On its public website, Moderna likens mRNA to “software for the cell.” Normally, mRNA transmits the instructions stored in a person’s own DNA to make the proteins necessary in every living cell. But for decades, scientists have believed mRNA could be synthesized or edited with different instructions to address diseases or pathogens—to tell our cells to make any protein we want.
“Recognizing the broad potential of mRNA science, we set out to create an mRNA technology platform that functions very much like an operating system on a computer,” Moderna explains on its website. “It is designed so that it can plug and play interchangeably with different programs. In our case, the ‘program’ or ‘app’ is our mRNA drug—the unique mRNA sequence that codes for a protein.”
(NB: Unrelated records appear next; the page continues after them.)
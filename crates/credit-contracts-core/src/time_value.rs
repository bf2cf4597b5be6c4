use rust_decimal::Decimal;
use rust_decimal::MathematicalOps;

use crate::error::ContractError;
use crate::types::{Money, Rate};
use crate::ContractResult;

/// Compound growth factor `(1 + rate)^nper`.
///
/// Fails with `InvalidInput` on `term` when the factor exceeds the Decimal
/// range, e.g. very high rates compounded over many periods.
pub fn growth_factor(rate: Rate, nper: u32) -> ContractResult<Decimal> {
    (Decimal::ONE + rate)
        .checked_powu(u64::from(nper))
        .ok_or_else(|| overflow(rate, nper))
}

fn overflow(rate: Rate, nper: u32) -> ContractError {
    ContractError::InvalidInput {
        field: "term".into(),
        reason: format!("Compounding {rate} per period over {nper} periods overflows"),
    }
}

/// Level payment that amortizes `principal` over `nper` periods at the
/// periodic `rate`: `M = P·r·(1+r)^n / ((1+r)^n − 1)`.
///
/// Returned as a positive amount. A zero rate spreads the principal evenly.
pub fn level_payment(rate: Rate, nper: u32, principal: Money) -> ContractResult<Money> {
    if nper == 0 {
        return Err(ContractError::InvalidInput {
            field: "nper".into(),
            reason: "Number of periods must be > 0".into(),
        });
    }
    if rate < Decimal::ZERO {
        return Err(ContractError::InvalidInput {
            field: "rate".into(),
            reason: "Periodic rate must not be negative".into(),
        });
    }

    if rate.is_zero() {
        return Ok(principal / Decimal::from(nper));
    }

    let factor = growth_factor(rate, nper)?;
    let denominator = factor - Decimal::ONE;
    if denominator.is_zero() {
        return Err(ContractError::InvalidInput {
            field: "rate".into(),
            reason: "Rate too small to amortize over the requested periods".into(),
        });
    }

    principal
        .checked_mul(rate)
        .and_then(|v| v.checked_mul(factor))
        .and_then(|v| v.checked_div(denominator))
        .ok_or_else(|| overflow(rate, nper))
}

/// Value today of `amount` received `nper` periods from now.
pub fn discount(amount: Money, rate: Rate, nper: u32) -> ContractResult<Money> {
    if rate.is_zero() || nper == 0 {
        return Ok(amount);
    }
    Ok(amount / growth_factor(rate, nper)?)
}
That’s why all Moderna needed to create its COVID-19 vaccine was the virus’s genetic sequence—scientists essentially just needed to plug it in. And if this process can work for one disease, it has the potential to work for almost any disease, from Ebola to Zika, or to treat a range of conditions, including cancer, heart failure and rare genetic diseases.
Moderna alone is working on numerous trials for various vaccines, including cancer and influenza vaccines. And yet, no mRNA vaccine had ever been authorized for use in any capacity by the U.S. Food and Drug Administration—until the Moderna and Pfizer–BioNTech COVID-19 vaccines were authorized for emergency use in December.
“A couple things came together that really allowed for the rapid emergency use authorization, including the advancement of the mRNA technology and the emphasis that BioNTech and Moderna put into building the platforms and harnessing mRNA as a medicine,” Hopson said.
“And it’s a pandemic. That got a lot of folks working at rapid speed to move the development of these medicines at a pace that has not been seen before.”
MEDICINE OF THE FUTURE
In July, The Wall Street Journal asked Moderna CEO Stéphane Bancel what impact a successful mRNA vaccine rollout might have on the future of medicine. “I think the world is going to change tremendously,” he said.
That wasn’t hyperbole. Rapid advances in technology, research and machine learning (a branch of artificial intelligence) have scientists, including Hopson, on the cusp of completely reimagining drug discovery and development and forever changing the way we treat and prevent diseases.